11 April 2026, 10:06

Wiesbadener Kommunalwahl: Neuauszählung ändert Machtverhältnisse im Stadtrat

Grüne Broschüre mit 'Elections municipales' darauf vor weißem Hintergrund.

Wiesbadener Kommunalwahl: Neuauszählung ändert Machtverhältnisse im Stadtrat

Neuauszählung der Wiesbadener Kommunalwahl verändert Sitzverteilung im Stadtrat

Eine Neuauszählung der Kommunalwahl in Wiesbaden hat die Sitzverteilung im Stadtrat verändert. Die Anpassung erfolgte nach Fehlern bei der Stimmauswertung und ungeklärten Problemen in einem Wahlbezirk. Mehrere Parteien verzeichnen nun Verschiebungen in ihrer Vertretung.

Bei der ursprünglichen Auszählung waren fälschlicherweise zahlreiche Stimmzettel als ungültig gewertet worden. Beamte hatten die Wahlregeln falsch angewendet, was zu dem Fehler führte. Nach der Neuauszählung verliert die CDU einen Sitz und schrumpft von 22 auf 21 Mandate. Der CDU-Kandidat Martin Woitschell wird dadurch nicht mehr in den Stadtrat einziehen.

Die Grünen kommen nun auf 12 Sitze, während die SPD bei 18 Mandaten bleibt. Die AfD behält 10 Sitze, die Linke sechs. Auch kleinere Parteien sind betroffen: Die Partei gewinnt einen Sitz, Lukas Haker zieht damit ins Parlament ein. Volt, Pro Auto, BSW, FWG, PdF und die Freien Wähler sichern sich jeweils einen Sitz, während die BLW ihre Vertretung verliert.

Für den Briefwahlbezirk im Stadtteil Nordost wurde eine Wiederholungswahl vorgeschlagen. Dort bestehen weiterhin Unregelmäßigkeiten, sodass das endgültige Ergebnis noch ungewiss ist.
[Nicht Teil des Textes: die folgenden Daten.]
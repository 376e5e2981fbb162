use anyhow::{Context, Result};
use serde::{Deserialize, Serialize};
use std::fs;
use std::path::{Path, PathBuf};
use std::time::Duration;
use tracing::{debug, error, info};

/// Main configuration structure
#[derive(Debug, Serialize, Deserialize, Clone, Default)]
#[serde(default)]
pub struct AppConfig {
    pub gateway: GatewaySettings,
    pub dispatcher: DispatcherSettings,
    pub rate_limit: RateLimitSettings,
    pub cache: CacheSettings,
    pub store: StoreSettings,
    pub executors: ExecutorSettings,
}

/// Front-end HTTP service settings
#[derive(Debug, Serialize, Deserialize, Clone)]
#[serde(default)]
pub struct GatewaySettings {
    pub bind: String,
    pub fetch_timeout_secs: u64,
    pub user_agent: String,
    pub enable_cache: bool,
    pub enable_rate_limit: bool,
    /// Address of the dispatcher used for `full` scrapes
    pub processing_addr: String,
    pub connect_timeout_secs: u64,
    /// Ceiling for a whole dispatcher round-trip
    pub request_timeout_secs: u64,
}

/// How the dispatcher runs its jobs
#[derive(Debug, Serialize, Deserialize, Clone, Copy, PartialEq, Eq)]
#[serde(rename_all = "snake_case")]
pub enum WorkerMode {
    /// Child processes of this binary running the `worker` subcommand
    Process,
    /// Tokio tasks inside the dispatcher process
    InProcess,
}

/// Backend dispatcher settings
#[derive(Debug, Serialize, Deserialize, Clone)]
#[serde(default)]
pub struct DispatcherSettings {
    pub bind: String,
    /// Number of pool slots; defaults to the available parallelism
    pub pool_size: Option<usize>,
    pub task_timeout_secs: u64,
    /// How long a connection may take to deliver its request
    pub read_timeout_secs: u64,
    /// How long shutdown waits for in-flight connections before aborting them
    pub shutdown_grace_secs: u64,
    pub worker_mode: WorkerMode,
}

/// Per-domain sliding window settings
#[derive(Debug, Serialize, Deserialize, Clone)]
#[serde(default)]
pub struct RateLimitSettings {
    pub max_requests: u64,
    pub window_secs: u64,
}

/// Response cache settings
#[derive(Debug, Serialize, Deserialize, Clone)]
#[serde(default)]
pub struct CacheSettings {
    pub ttl_secs: u64,
    pub key_prefix: String,
}

/// Shared key-value store settings
#[derive(Debug, Serialize, Deserialize, Clone)]
#[serde(default)]
pub struct StoreSettings {
    pub store_type: String, // "redis", "memory"
    pub redis_url: String,
}

/// Settings handed to the task executors
#[derive(Debug, Serialize, Deserialize, Clone)]
#[serde(default)]
pub struct ExecutorSettings {
    pub webdriver_url: String,
    pub headless: bool,
    pub viewport_width: u32,
    pub viewport_height: u32,
    pub page_load_timeout_secs: u64,
    pub max_images: usize,
    pub max_links: usize,
}

impl Default for GatewaySettings {
    fn default() -> Self {
        Self {
            bind: "127.0.0.1:8000".to_string(),
            fetch_timeout_secs: 30,
            user_agent: format!("pagegate/{}", env!("CARGO_PKG_VERSION")),
            enable_cache: true,
            enable_rate_limit: true,
            processing_addr: "127.0.0.1:9000".to_string(),
            connect_timeout_secs: 5,
            request_timeout_secs: 90,
        }
    }
}

impl Default for DispatcherSettings {
    fn default() -> Self {
        Self {
            bind: "127.0.0.1:9000".to_string(),
            pool_size: None,
            task_timeout_secs: 60,
            read_timeout_secs: 30,
            shutdown_grace_secs: 90,
            worker_mode: WorkerMode::Process,
        }
    }
}

impl Default for RateLimitSettings {
    fn default() -> Self {
        Self {
            max_requests: 10,
            window_secs: 60,
        }
    }
}

impl Default for CacheSettings {
    fn default() -> Self {
        Self {
            ttl_secs: 3600,
            key_prefix: "scraper".to_string(),
        }
    }
}

impl Default for StoreSettings {
    fn default() -> Self {
        Self {
            store_type: "redis".to_string(),
            redis_url: "redis://127.0.0.1:6379".to_string(),
        }
    }
}

impl Default for ExecutorSettings {
    fn default() -> Self {
        Self {
            webdriver_url: "http://localhost:4444".to_string(),
            headless: true,
            viewport_width: 1920,
            viewport_height: 1080,
            page_load_timeout_secs: 30,
            max_images: 20,
            max_links: 50,
        }
    }
}

impl GatewaySettings {
    pub fn fetch_timeout(&self) -> Duration {
        Duration::from_secs(self.fetch_timeout_secs.max(1))
    }

    pub fn connect_timeout(&self) -> Duration {
        Duration::from_secs(self.connect_timeout_secs.max(1))
    }

    pub fn request_timeout(&self) -> Duration {
        Duration::from_secs(self.request_timeout_secs.max(1))
    }
}

impl DispatcherSettings {
    pub fn task_timeout(&self) -> Duration {
        Duration::from_secs(self.task_timeout_secs.max(1))
    }

    pub fn read_timeout(&self) -> Duration {
        Duration::from_secs(self.read_timeout_secs.max(1))
    }

    pub fn shutdown_grace(&self) -> Duration {
        Duration::from_secs(self.shutdown_grace_secs)
    }

    /// Pool size, falling back to the machine's available parallelism
    pub fn effective_pool_size(&self) -> usize {
        self.pool_size
            .filter(|size| *size > 0)
            .unwrap_or_else(|| {
                std::thread::available_parallelism()
                    .map(|n| n.get())
                    .unwrap_or(1)
            })
    }
}

impl AppConfig {
    /// Get the path to the config directory
    fn config_dir() -> PathBuf {
        if let Some(proj_dirs) = directories::ProjectDirs::from("com", "pagegate", "pagegate") {
            proj_dirs.config_dir().to_path_buf()
        } else {
            PathBuf::from("./config")
        }
    }

    /// Path of the default configuration file
    pub fn default_path() -> PathBuf {
        Self::config_dir().join("default.yaml")
    }

    /// Load the configuration from `path`, or from the default location.
    ///
    /// A missing default file is created with default values; a missing
    /// explicit file is an error.
    pub fn load(path: Option<&Path>) -> Result<Self> {
        match path {
            Some(path) => Self::load_from_file(path),
            None => Self::load_default(),
        }
    }

    /// Load the default configuration
    pub fn load_default() -> Result<Self> {
        let config_path = Self::default_path();

        if config_path.exists() {
            Self::load_from_file(&config_path)
        } else {
            info!("Default configuration not found. Creating...");
            let config = Self::default();
            if let Err(e) = config.save_to_file(&config_path) {
                // Read-only homes still get a working default
                error!("Failed to write default configuration: {}", e);
            }
            Ok(config)
        }
    }

    /// Load configuration from a file
    pub fn load_from_file(path: &Path) -> Result<Self> {
        debug!("Loading configuration from: {}", path.display());
        let contents = fs::read_to_string(path)
            .context(format!("Failed to read configuration file: {}", path.display()))?;

        Self::from_yaml(&contents)
            .context(format!("Failed to parse configuration file: {}", path.display()))
    }

    /// Parse configuration from YAML text; omitted keys keep their defaults
    pub fn from_yaml(contents: &str) -> Result<Self> {
        let config: Self = serde_yaml::from_str(contents)?;
        Ok(config)
    }

    /// Save the configuration to a file
    pub fn save_to_file(&self, path: &Path) -> Result<()> {
        debug!("Saving configuration to: {}", path.display());

        // Create parent directory if it doesn't exist
        if let Some(parent) = path.parent() {
            if !parent.exists() {
                fs::create_dir_all(parent)
                    .context(format!("Failed to create directory: {}", parent.display()))?;
            }
        }

        let contents = serde_yaml::to_string(self)
            .context("Failed to serialize configuration")?;

        fs::write(path, contents)
            .context(format!("Failed to write configuration file: {}", path.display()))?;

        Ok(())
    }
}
Die Neuauszählung verschiebt die Machtverhältnisse im Wiesbadener Stadtrat. Die regierende Koalition könnte ihre Mehrheit behalten – abhängig von weiteren Entscheidungen. Die endgültige Sitzverteilung könnte sich noch ändern, falls die Probleme im Wahlbezirk Nordost geklärt werden.